There is a secret ending that requires specific actions and research throughout the game. The Commander learns more about Vorlesh's experiments and realizes that she is trying to become a demigoddess. The Commander gathers the materials and knowledge necessary for this goal, and finally completes it after defeating Vorlesh, gaining more power and near-immortality. They can choose to do it alone, or let Vorlesh and/or their party members also become demigods.

== Development ==
The game is a sequel to Pathfinder: Kingmaker, the previous role-playing game of the same developer, but it does not follow the same story. The sequel builds on the engine from Kingmaker to address concerns raised by critics and players, and expands additional rulesets from the tabletop game, includes new character classes and the mythic progression system. Owlcat launched a Kickstarter campaign in February 2020 to raise additional development funds for the title. The Kickstarter successfully raised over of its requested , allowing for several stretch goals to be added during development. Like its predecessor, Wrath of the Righteous follows an Adventure Path of the same name, which was originally published in August 2013.

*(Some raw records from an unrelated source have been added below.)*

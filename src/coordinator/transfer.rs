//! Transfer orchestration: a two-step saga with compensation
//!
//! A transfer debits the source worker, credits the destination worker,
//! and on credit failure issues a best-effort compensating credit back to
//! the source. There is no cross-worker lock and no atomic commit: a
//! worker failing exactly between a successful debit and the compensation
//! can leave the source permanently short. That risk is a documented
//! property of the design, kept visible in the logs instead of hidden.

use crate::common::protocol::{self, WorkerCommand, WorkerReply};
use crate::common::{CoordinatorConfig, Error, Result};
use crate::coordinator::router::Router;
use crate::coordinator::rpc;

/// Progress of one in-flight transfer. Ephemeral: exists only for the
/// duration of the call, for tracing and failure classification.
#[derive(Debug, Clone, Copy, PartialEq, Eq)]
pub enum TransferStage {
    Initiated,
    Debited,
    Credited,
    CompensationAttempted,
    Failed,
}

#[derive(Debug)]
pub struct PendingTransfer {
    pub from: i64,
    pub to: i64,
    pub amount: f64,
    pub stage: TransferStage,
}

/// Execute the saga. Source and destination owners are resolved
/// independently and may be the same worker. A timed-out step branches
/// exactly like an explicit failure reply.
pub async fn execute(
    router: &Router,
    config: &CoordinatorConfig,
    from: i64,
    to: i64,
    amount: f64,
) -> Result<String> {
    if amount <= 0.0 {
        return Err(Error::MalformedRequest(format!(
            "transfer amount must be positive, got {}",
            amount
        )));
    }

    let source = router.route(from)?;
    let dest = router.route(to)?;
    let mut tx = PendingTransfer {
        from,
        to,
        amount,
        stage: TransferStage::Initiated,
    };

    // 1) Debit the source. On any failure no money has moved.
    let debit = WorkerCommand::Debit {
        account_id: from,
        amount,
    };
    let detail = match rpc::call(&source, &debit.to_line(), config.rpc_timeout()).await {
        Ok(line) => {
            let reply = WorkerReply::new(line);
            if reply.is_ok() {
                None
            } else {
                Some(reply.into_line())
            }
        }
        Err(e) if e.is_exchange_failure() => Some(e.exchange_reason()),
        Err(e) => return Err(e),
    };
    if let Some(detail) = detail {
        tx.stage = TransferStage::Failed;
        tracing::warn!(?tx, worker = source.id(), "transfer failed at debit");
        return Err(Error::DebitFailed(detail));
    }
    tx.stage = TransferStage::Debited;

    // 2) Credit the destination; compensate the source if it fails.
    let credit = WorkerCommand::Credit {
        account_id: to,
        amount,
    };
    let detail = match rpc::call(&dest, &credit.to_line(), config.rpc_timeout()).await {
        Ok(line) => {
            let reply = WorkerReply::new(line);
            if reply.is_ok() {
                None
            } else {
                Some(reply.into_line())
            }
        }
        Err(e) if e.is_exchange_failure() => Some(e.exchange_reason()),
        Err(e) => return Err(e),
    };
    if let Some(detail) = detail {
        tx.stage = TransferStage::CompensationAttempted;
        tracing::warn!(?tx, worker = dest.id(), "credit failed, compensating source");
        let compensation = WorkerCommand::Credit {
            account_id: from,
            amount,
        };
        // Best-effort: the outcome is not verified. If this also fails
        // the source stays short.
        if let Err(e) = rpc::call(
            &source,
            &compensation.to_line(),
            config.compensate_timeout(),
        )
        .await
        {
            tracing::warn!(?tx, worker = source.id(), error = %e, "compensation not confirmed, source may be short");
        }
        tx.stage = TransferStage::Failed;
        return Err(Error::CreditFailed(detail));
    }
    tx.stage = TransferStage::Credited;

    // 3) Best-effort audit records on both sides; outcome does not affect
    // the client-visible result.
    let record = WorkerCommand::RecordTx { from, to, amount };
    if let Err(e) = rpc::call(&source, &record.to_line(), config.record_timeout()).await {
        tracing::debug!(?tx, worker = source.id(), error = %e, "record_tx skipped");
    }
    if let Err(e) = rpc::call(&dest, &record.to_line(), config.record_timeout()).await {
        tracing::debug!(?tx, worker = dest.id(), error = %e, "record_tx skipped");
    }

    tracing::info!(?tx, "transfer completed");
    Ok(protocol::transfer_confirmation())
}
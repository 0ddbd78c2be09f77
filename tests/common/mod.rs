//! Shared harness: ephemeral-port coordinator, scripted mock workers and
//! a line-protocol test client.

#![allow(dead_code)]

use shardbank::common::CoordinatorConfig;
use shardbank::coordinator::{Coordinator, WorkerRegistry};
use std::net::SocketAddr;
use std::sync::{Arc, Mutex};
use std::time::Duration;
use tokio::io::{AsyncBufReadExt, AsyncWriteExt, BufReader, Lines};
use tokio::net::tcp::{OwnedReadHalf, OwnedWriteHalf};
use tokio::net::TcpStream;

/// Coordinator config with short deadlines so failure paths don't stall
/// the suite.
pub fn fast_config() -> CoordinatorConfig {
    CoordinatorConfig {
        bind_addr: "127.0.0.1:0".parse().unwrap(),
        query_timeout_ms: 500,
        rpc_timeout_ms: 500,
        compensate_timeout_ms: 500,
        record_timeout_ms: 300,
        audit_timeout_ms: 500,
    }
}

/// Bind a coordinator on an ephemeral port and serve it in the
/// background.
pub async fn spawn_coordinator(config: CoordinatorConfig) -> (SocketAddr, Arc<WorkerRegistry>) {
    let bound = Coordinator::new(config).bind().await.unwrap();
    let addr = bound.local_addr().unwrap();
    let registry = bound.registry();
    tokio::spawn(async move {
        let _ = bound.serve().await;
    });
    (addr, registry)
}

/// Wait until `expected` workers are registered. Registration happens on
/// the coordinator's accept task, so joins are only ordered once the
/// count is observed.
pub async fn wait_for_workers(registry: &WorkerRegistry, expected: usize) {
    for _ in 0..200 {
        if registry.count() == expected {
            return;
        }
        tokio::time::sleep(Duration::from_millis(5)).await;
    }
    panic!("expected {} registered workers", expected);
}

/// What a mock worker does with one received command.
pub enum ScriptAction {
    Reply(String),
    ReplyAfter(String, Duration),
    /// Never reply (provokes an RPC timeout)
    Ignore,
    /// Drop the connection (provokes WorkerUnavailable)
    Close,
}

/// A scripted worker: registers over real TCP and answers each command
/// according to its script, recording everything it receives.
pub struct MockWorker {
    pub id: String,
    received: Arc<Mutex<Vec<String>>>,
}

impl MockWorker {
    pub async fn join(
        addr: SocketAddr,
        id: &str,
        script: impl Fn(&str) -> ScriptAction + Send + 'static,
    ) -> Self {
        let stream = TcpStream::connect(addr).await.unwrap();
        let (read_half, mut writer) = stream.into_split();
        writer
            .write_all(format!("WORKER|{}\n", id).as_bytes())
            .await
            .unwrap();

        let received = Arc::new(Mutex::new(Vec::new()));
        let log = received.clone();
        tokio::spawn(async move {
            let mut lines = BufReader::new(read_half).lines();
            while let Ok(Some(line)) = lines.next_line().await {
                log.lock().unwrap().push(line.clone());
                let reply = match script(&line) {
                    ScriptAction::Reply(reply) => reply,
                    ScriptAction::ReplyAfter(reply, delay) => {
                        tokio::time::sleep(delay).await;
                        reply
                    }
                    ScriptAction::Ignore => continue,
                    ScriptAction::Close => break,
                };
                if writer
                    .write_all(format!("{}\n", reply).as_bytes())
                    .await
                    .is_err()
                {
                    break;
                }
            }
        });

        Self {
            id: id.to_string(),
            received,
        }
    }

    /// Every command line this worker has received so far.
    pub fn received(&self) -> Vec<String> {
        self.received.lock().unwrap().clone()
    }
}

/// Script answering every command with `OK|<worker id>|<command>`, so
/// tests can assert both routing and request/response pairing.
pub fn echo_ok(id: &str) -> impl Fn(&str) -> ScriptAction + Send + 'static {
    let id = id.to_string();
    move |cmd| ScriptAction::Reply(format!("OK|{}|{}", id, cmd))
}

/// A bank client speaking the line protocol.
pub struct TestClient {
    lines: Lines<BufReader<OwnedReadHalf>>,
    writer: OwnedWriteHalf,
}

impl TestClient {
    pub async fn connect(addr: SocketAddr) -> Self {
        let stream = TcpStream::connect(addr).await.unwrap();
        let (read_half, mut writer) = stream.into_split();
        writer.write_all(b"CLIENT_BANK|test\n").await.unwrap();
        let mut lines = BufReader::new(read_half).lines();
        let welcome = lines.next_line().await.unwrap().unwrap();
        assert_eq!(welcome, "WELCOME|shardbank-coord");
        Self { lines, writer }
    }

    pub async fn send(&mut self, line: &str) {
        self.writer
            .write_all(format!("{}\n", line).as_bytes())
            .await
            .unwrap();
    }

    pub async fn read_line(&mut self) -> String {
        self.lines.next_line().await.unwrap().unwrap()
    }

    /// Send one command and read its single reply line.
    pub async fn request(&mut self, line: &str) -> String {
        self.send(line).await;
        self.read_line().await
    }
}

=== Downloadable content ===
Six major pieces of downloadable content have been released for Pathfinder: Wrath of the Righteous. The first DLC, Inevitable Excess, was released on 3 March 2022. In it, the Commander is trapped in another dimension by a "keeper of magic" who believes their mythic powers violate the laws of the universe. The second DLC, Through the Ashes, was released on 21 April 2022. This story follows a group of ordinary people trying to survive the demonic attack on Kenabres. The third DLC, The Treasure of the Midnight Isles, was released on 30 August 2022. It is a rogue-like campaign where the party searches for a mysterious treasure in the Abyss. The first and third DLCs can be played on their own or incorporated into the main campaign, while the second can only be played standalone. The fourth DLC, The Last Sarkorians, was released on 7 March 2023. This DLC adds a new playable class with 6 archetype variations, a new companion, and a new area. The fifth DLC, The Lord Of Nothing, a sequel to Through the Ashes, was released on 21 November 2023. This DLC also adds 15 new archetypes, new spells and new feats for the main campaign. The sixth and last DLC, A Dance of Masks, released on 13 June 2024. It included new personal events for each companion, including romantic events, a fully voiced adventure set in Kenabres and beyond, an arena, and 11 new character archetypes.

== Reception ==

Pathfinder: Wrath of the Righteous received "generally favorable" reviews according to review aggregator Metacritic. Writing for IGN, Rowan Kaiser praised the game's story and technical improvements over its predecessor, but expressed disappointment with the military management aspects. Jody Macgregor of PC Gamer proclaimed the game is "well worth your time", but criticized its inconsistent writing quality.

During the 25th Annual D.I.C.E. Awards, the Academy of Interactive Arts & Sciences nominated Wrath of the Righteous for "Role-Playing Game of the Year".

By January 2023, the game had sold one million copies worldwide.

Aggregate score
| Aggregator | Score |
|---|---|
| Metacritic | PC: 83/100 PS4: 80/100 XONE: 79/100 |

Review scores
| Publication | Score |
|---|---|
| IGN | 8/10 |
| PC Gamer (US) | 76/100 |
| Push Square | 9/10 |
| RPGFan | 78/100 |
| Shacknews | 8/10 |
| VentureBeat | 4/5 |

=== Controversy ===
On 24 July 2023, update 2.1.5m was launched which among other things added the third-party analytics program AppsFlyer. The game's community sent heavy backlash due to concerns over privacy, lack of transparency, and the mandatory acceptance of an updated EULA. This was resolved the next day on 25 July 2023 with update 2.1.5n, which removed AppsFlyer.